Your Smart Caching Layer for LLM Applications
Stop wasting money on redundant API calls. cachelm intelligently caches LLM responses by understanding the meaning of queries, not just the exact words. Slash costs, accelerate response times, and build smarter, faster AI products.
LLMs are powerful but costly. Users often ask the same question in slightly different ways, leading to identical, expensive API calls that traditional key-value caches can't detect.
"Explain quantum computing" vs. "Break down quantum computing basics"
A traditional cache sees two different requests. cachelm sees one.
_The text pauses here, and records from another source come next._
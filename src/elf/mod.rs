//! The ELF Emitter (C8): assigns virtual addresses above a page-aligned
//! base, applies relocations, and writes a non-PIE `ET_EXEC` ELF64 image
//! carrying a full static symbol table.

pub mod header;
pub mod program_header;
pub mod section_header;
pub mod sym;

use crate::context::Context;
use crate::error::{Error, Result};
use crate::job::Job;
use crate::reloc;
use crate::resolver::{Location, PlanSectionId, ResolutionPlan};
use crate::ro::{Binding, SectionKind};
use crate::strtab::StrtabBuilder;
use header::Ehdr;
use program_header::{Phdr, PF_R, PF_W, PF_X, PT_LOAD, PT_PHDR, SIZEOF_PHDR};
use scroll::{Pwrite, SizeWith};
use section_header::{
    Shdr, SHF_ALLOC, SHF_EXECINSTR, SHF_WRITE, SHT_NOBITS, SHT_NULL, SHT_PROGBITS, SHT_STRTAB,
    SHT_SYMTAB, SIZEOF_SHDR,
};
use std::fs;
use sym::{st_info, Sym, STB_GLOBAL, STT_FUNC, STT_OBJECT, SIZEOF_SYM};

const PAGE_SIZE: u64 = 0x1000;
const FILE_ALIGN: u64 = 8;

fn align_up(x: u64, align: u64) -> u64 {
    (x + align - 1) / align * align
}

struct LaidSection {
    id: PlanSectionId,
    name_off: u32,
    sh_type: u32,
    sh_flags: u64,
    sh_addr: u64,
    sh_offset: u64,
    sh_size: u64,
    sh_addralign: u64,
    is_nobits: bool,
}

pub fn emit(ctx: &Context, job: &Job, plan: &mut ResolutionPlan) -> Result<()> {
    let image_base = job.default_image_base();

    let mut shstrtab = StrtabBuilder::new();
    let mut laid = Vec::new();
    let mut current_va = image_base + PAGE_SIZE;

    for id in plan.section_ids() {
        let section = plan.section(id);
        let is_nobits = section.kind == SectionKind::Bss;
        let align = section.align.max(1) as u64;
        current_va = align_up(current_va, align);
        let sh_addr = current_va;
        let sh_size = section.mem_size.max(section.data.len() as u32) as u64;
        current_va += sh_size;

        let sh_flags = SHF_ALLOC
            | if section.flags.write { SHF_WRITE } else { 0 }
            | if section.flags.exec { SHF_EXECINSTR } else { 0 };

        laid.push(LaidSection {
            id,
            name_off: shstrtab.add(&section.name),
            sh_type: if is_nobits { SHT_NOBITS } else { SHT_PROGBITS },
            sh_flags,
            sh_addr,
            sh_offset: 0, // filled in during the file-layout pass
            sh_size,
            sh_addralign: align,
            is_nobits,
        });
    }

    let shstrtab_name = shstrtab.add(".shstrtab");
    let symtab_name = shstrtab.add(".symtab");
    let strtab_name = shstrtab.add(".strtab");

    // Apply relocations; ELF output here is never position-independent, so
    // every `Location::Section` target already has its final address.
    let section_va = |id: PlanSectionId, laid: &[LaidSection]| -> u64 {
        laid.iter().find(|l| l.id == id).map(|l| l.sh_addr).unwrap_or(0)
    };
    for r in plan.relocations.clone() {
        let patch_section_va = section_va(r.section, &laid);
        let patch_site_va = patch_section_va + r.offset;
        let target = match plan.symbols[r.symbol.0].location {
            Location::Section { section, offset } => {
                reloc::Target::Address(section_va(section, &laid) + offset)
            }
            Location::Import(_) | Location::Unresolved => reloc::Target::Unresolved,
        };
        let data = plan.section_data_mut(r.section);
        reloc::apply(data, r.offset as usize, r.kind, patch_site_va, r.addend as i64, target);
    }

    // Static symbol table: the resolved Global symbols, plus the mandatory
    // leading null entry.
    let mut strtab = StrtabBuilder::new();
    let mut symtab_bytes = vec![0u8; SIZEOF_SYM]; // index 0: null entry
    for symbol in &plan.symbols {
        if symbol.binding != Binding::Global {
            continue;
        }
        if let Location::Section { section, offset } = symbol.location {
            let kind = match plan.section(section).kind {
                SectionKind::Code => STT_FUNC,
                _ => STT_OBJECT,
            };
            let name_off = strtab.add(&symbol.name);
            let shndx = laid.iter().position(|l| l.id == section).unwrap_or(0) as u16 + 1;
            let rec = Sym {
                st_name: name_off,
                st_info: st_info(STB_GLOBAL, kind),
                st_other: 0,
                st_shndx: shndx,
                st_value: section_va(section, &laid) + offset,
                st_size: 0,
            };
            let off = symtab_bytes.len();
            symtab_bytes.resize(off + SIZEOF_SYM, 0);
            symtab_bytes.pwrite_with(rec, off, scroll::LE)?;
        }
    }

    let n_alloc = laid.len();
    let n_sections = 1 /* null */ + n_alloc + 3 /* .shstrtab .symtab .strtab */;

    let phdr_count = 1 /* PT_PHDR */ + n_alloc;
    let ehdr_size = Ehdr::size_with(&scroll::LE) as u64;
    let phdr_offset = ehdr_size;
    let phdr_total = phdr_count as u64 * SIZEOF_PHDR as u64;

    // File layout: Ehdr, Phdrs, each allocatable section's raw bytes
    // (file-aligned), .shstrtab, .symtab, .strtab, then the section headers.
    let mut file_cursor = phdr_offset + phdr_total;
    for section in &mut laid {
        if section.is_nobits {
            continue;
        }
        file_cursor = align_up(file_cursor, FILE_ALIGN);
        section.sh_offset = file_cursor;
        file_cursor += section.sh_size;
    }
    file_cursor = align_up(file_cursor, FILE_ALIGN);
    let shstrtab_bytes = shstrtab.into_bytes();
    let shstrtab_offset = file_cursor;
    file_cursor += shstrtab_bytes.len() as u64;

    file_cursor = align_up(file_cursor, FILE_ALIGN);
    let symtab_offset = file_cursor;
    file_cursor += symtab_bytes.len() as u64;

    file_cursor = align_up(file_cursor, FILE_ALIGN);
    let strtab_bytes = strtab.into_bytes();
    let strtab_offset = file_cursor;
    file_cursor += strtab_bytes.len() as u64;

    let shdr_offset = align_up(file_cursor, FILE_ALIGN);

    let entry = match plan.entry {
        Some((section, offset)) => section_va(section, &laid) + offset,
        None => {
            log::warn!("no entry point resolved; e_entry left at 0");
            0
        }
    };

    let ehdr = Ehdr {
        e_entry: entry,
        e_phoff: phdr_offset,
        e_shoff: shdr_offset,
        e_phnum: phdr_count as u16,
        e_shnum: n_sections as u16,
        e_shstrndx: (1 + n_alloc) as u16,
        ..Default::default()
    };

    let mut phdrs = Vec::with_capacity(phdr_count);
    phdrs.push(Phdr {
        p_type: PT_PHDR,
        p_flags: PF_R,
        p_offset: phdr_offset,
        p_vaddr: image_base + phdr_offset,
        p_paddr: image_base + phdr_offset,
        p_filesz: phdr_total,
        p_memsz: phdr_total,
        p_align: 8,
    });
    for section in &laid {
        let mut flags = PF_R;
        if section.sh_flags & SHF_WRITE != 0 {
            flags |= PF_W;
        }
        if section.sh_flags & SHF_EXECINSTR != 0 {
            flags |= PF_X;
        }
        phdrs.push(Phdr {
            p_type: PT_LOAD,
            p_flags: flags,
            p_offset: section.sh_offset,
            p_vaddr: section.sh_addr,
            p_paddr: section.sh_addr,
            p_filesz: if section.is_nobits { 0 } else { section.sh_size },
            p_memsz: section.sh_size,
            p_align: PAGE_SIZE,
        });
    }

    let mut shdrs = Vec::with_capacity(n_sections);
    shdrs.push(Shdr {
        sh_type: SHT_NULL,
        ..Default::default()
    });
    for section in &laid {
        shdrs.push(Shdr {
            sh_name: section.name_off,
            sh_type: section.sh_type,
            sh_flags: section.sh_flags,
            sh_addr: section.sh_addr,
            sh_offset: section.sh_offset,
            sh_size: section.sh_size,
            sh_link: 0,
            sh_info: 0,
            sh_addralign: section.sh_addralign,
            sh_entsize: 0,
        });
    }
    shdrs.push(Shdr {
        sh_name: shstrtab_name,
        sh_type: SHT_STRTAB,
        sh_offset: shstrtab_offset,
        sh_size: shstrtab_bytes.len() as u64,
        sh_addralign: 1,
        ..Default::default()
    });
    shdrs.push(Shdr {
        sh_name: symtab_name,
        sh_type: SHT_SYMTAB,
        sh_offset: symtab_offset,
        sh_size: symtab_bytes.len() as u64,
        sh_link: (1 + n_alloc + 2) as u32, // index of .strtab
        sh_info: 1,                        // one past the last local symbol (none here)
        sh_addralign: 8,
        sh_entsize: SIZEOF_SYM as u64,
        ..Default::default()
    });
    shdrs.push(Shdr {
        sh_name: strtab_name,
        sh_type: SHT_STRTAB,
        sh_offset: strtab_offset,
        sh_size: strtab_bytes.len() as u64,
        sh_addralign: 1,
        ..Default::default()
    });

    let mut out = vec![0u8; shdr_offset as usize + n_sections * SIZEOF_SHDR];
    out.pwrite_with(ehdr, 0, scroll::LE)?;
    let mut off = phdr_offset as usize;
    for phdr in &phdrs {
        out.pwrite_with(*phdr, off, scroll::LE)?;
        off += SIZEOF_PHDR;
    }
    for section in &laid {
        if section.is_nobits {
            continue;
        }
        let bytes = &plan.section(section.id).data;
        let start = section.sh_offset as usize;
        out[start..start + bytes.len()].copy_from_slice(bytes);
    }
    out[shstrtab_offset as usize..shstrtab_offset as usize + shstrtab_bytes.len()]
        .copy_from_slice(&shstrtab_bytes);
    out[symtab_offset as usize..symtab_offset as usize + symtab_bytes.len()]
        .copy_from_slice(&symtab_bytes);
    out[strtab_offset as usize..strtab_offset as usize + strtab_bytes.len()]
        .copy_from_slice(&strtab_bytes);
    let mut shoff = shdr_offset as usize;
    for shdr in &shdrs {
        out.pwrite_with(*shdr, shoff, scroll::LE)?;
        shoff += SIZEOF_SHDR;
    }

    log::debug!("ELF image: {} sections, {} bytes", n_sections, out.len());
    fs::write(&job.output_path, out).map_err(Error::Io)?;
    ctx.destroy();
    Ok(())
}
//! Loader for `ar`-style archives (`!<arch>\n` / `!<thin>\n`).

use crate::context::Context;
use crate::error::{Error, Result};
use crate::ro::{self, TranslationUnit};
use scroll::Pread;

pub const MAGIC_ARCH: &[u8; 8] = b"!<arch>\n";
pub const MAGIC_THIN: &[u8; 8] = b"!<thin>\n";

const MEMBER_HEADER_SIZE: usize = 60;

/// One member's name and byte range within the archive blob.
struct MemberRecord {
    name: String,
    offset: usize,
    size: usize,
}

pub struct Archive<'a> {
    bytes: &'a [u8],
    members: Vec<MemberRecord>,
}

impl<'a> Archive<'a> {
    /// Parse an archive's member directory. Special members (`/`, `//`,
    /// `__.SYMDEF`) are recognized and skipped.
    pub fn parse(bytes: &'a [u8]) -> Result<Self> {
        if bytes.len() < 8 {
            return Err(Error::BadFormat("archive too short for magic".into()));
        }
        let magic: &[u8; 8] = bytes[..8].try_into().unwrap();
        if magic != MAGIC_ARCH && magic != MAGIC_THIN {
            return Err(Error::BadFormat("not an ar archive".into()));
        }

        let mut members = Vec::new();
        let mut pos = 8usize;
        while pos + MEMBER_HEADER_SIZE <= bytes.len() {
            let header = &bytes[pos..pos + MEMBER_HEADER_SIZE];
            let name_field = std::str::from_utf8(&header[0..16])
                .map_err(|_| Error::BadFormat("non-utf8 archive member name".into()))?
                .trim_end();
            let size_field = std::str::from_utf8(&header[48..58])
                .map_err(|_| Error::BadFormat("non-utf8 archive member size".into()))?
                .trim();
            let terminator = &header[58..60];
            if terminator != b"`\n" {
                return Err(Error::BadFormat(
                    "bad archive member header terminator".into(),
                ));
            }
            let size: usize = size_field
                .parse()
                .map_err(|_| Error::BadFormat("bad archive member size field".into()))?;

            let data_start = pos + MEMBER_HEADER_SIZE;
            let data_end = data_start
                .checked_add(size)
                .ok_or_else(|| Error::BadFormat("archive member size overflow".into()))?;
            if data_end > bytes.len() {
                return Err(Error::BadFormat(
                    "archive member extends past end of file".into(),
                ));
            }

            let name = name_field.trim_end_matches('/').to_string();
            let is_special =
                name_field == "/" || name_field == "//" || name.starts_with("__.SYMDEF");
            if !is_special {
                members.push(MemberRecord {
                    name,
                    offset: data_start,
                    size,
                });
            }

            // members are 2-byte aligned; a trailing pad byte follows odd sizes.
            pos = data_end + (size % 2);
        }

        Ok(Archive { bytes, members })
    }

    pub fn count(&self) -> usize {
        self.members.len()
    }

    pub fn name(&self, index: usize) -> Option<&str> {
        self.members.get(index).map(|m| m.name.as_str())
    }

    /// Load member `index` as a translation unit. Members that are not
    /// RO-shaped (bad magic) are reported as `Unsupported` — this core only
    /// needs RO members extracted from archives.
    pub fn extract(&self, ctx: &Context, index: usize) -> Result<TranslationUnit> {
        let member = self
            .members
            .get(index)
            .ok_or_else(|| Error::InvalidArgument(format!("no archive member {}", index)))?;
        let data = &self.bytes[member.offset..member.offset + member.size];
        if data.len() < 4 || data.pread_with::<u32>(0, scroll::LE).ok() != Some(ro::MAGIC) {
            return Err(Error::Unsupported(format!(
                "archive member `{}` is not an RO object",
                member.name
            )));
        }
        ro::load(ctx, member.name.clone(), data)
    }

    /// The set of Global-defined symbol names a member provides, without
    /// fully loading it — used by the resolver's archive-pulling loop to
    /// decide which members to extract.
    pub fn defined_globals(&self, ctx: &Context, index: usize) -> Result<Vec<String>> {
        let tu = self.extract(ctx, index)?;
        Ok(tu
            .symbols
            .iter()
            .filter(|s| {
                s.binding == crate::ro::Binding::Global && s.section_index.is_some()
            })
            .map(|s| s.name.clone())
            .collect())
    }
}

#[cfg(test)]
mod tests {
    use super::*;

    #[test]
    fn rejects_non_archive() {
        let err = Archive::parse(b"not an archive").unwrap_err();
        assert!(matches!(err, Error::BadFormat(_)));
    }
}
By understanding semantic intent, cachelm serves a cached response for the second query, saving you money and delivering the answer in milliseconds.
| Feature | Benefit |
|---|---|
| Semantic Caching | Intelligently handles paraphrased queries to maximize cache hits. |
| Cost & Latency Reduction | Cut LLM API costs by 20-40% and slash response times from seconds to milliseconds. |
| Seamless Integration | Drop it into your existing openai client code with just a few lines. No major refactoring needed. |
| Pluggable Architecture | Modular design lets you easily swap vector databases (Chroma, Redis, etc.) and models. |
| Streaming Support | Full, out-of-the-box compatibility with streaming chat completions. |
| Production-Ready | Battle-tested and built for scale with enterprise-grade integrations. |
Perfect For:
- High-traffic LLM applications where API costs are a concern.
- Real-time chatbots and virtual assistants that require instant responses.
- Cost-sensitive production deployments and internal tools.
cachelm intercepts your LLM API calls and adds a smart caching layer.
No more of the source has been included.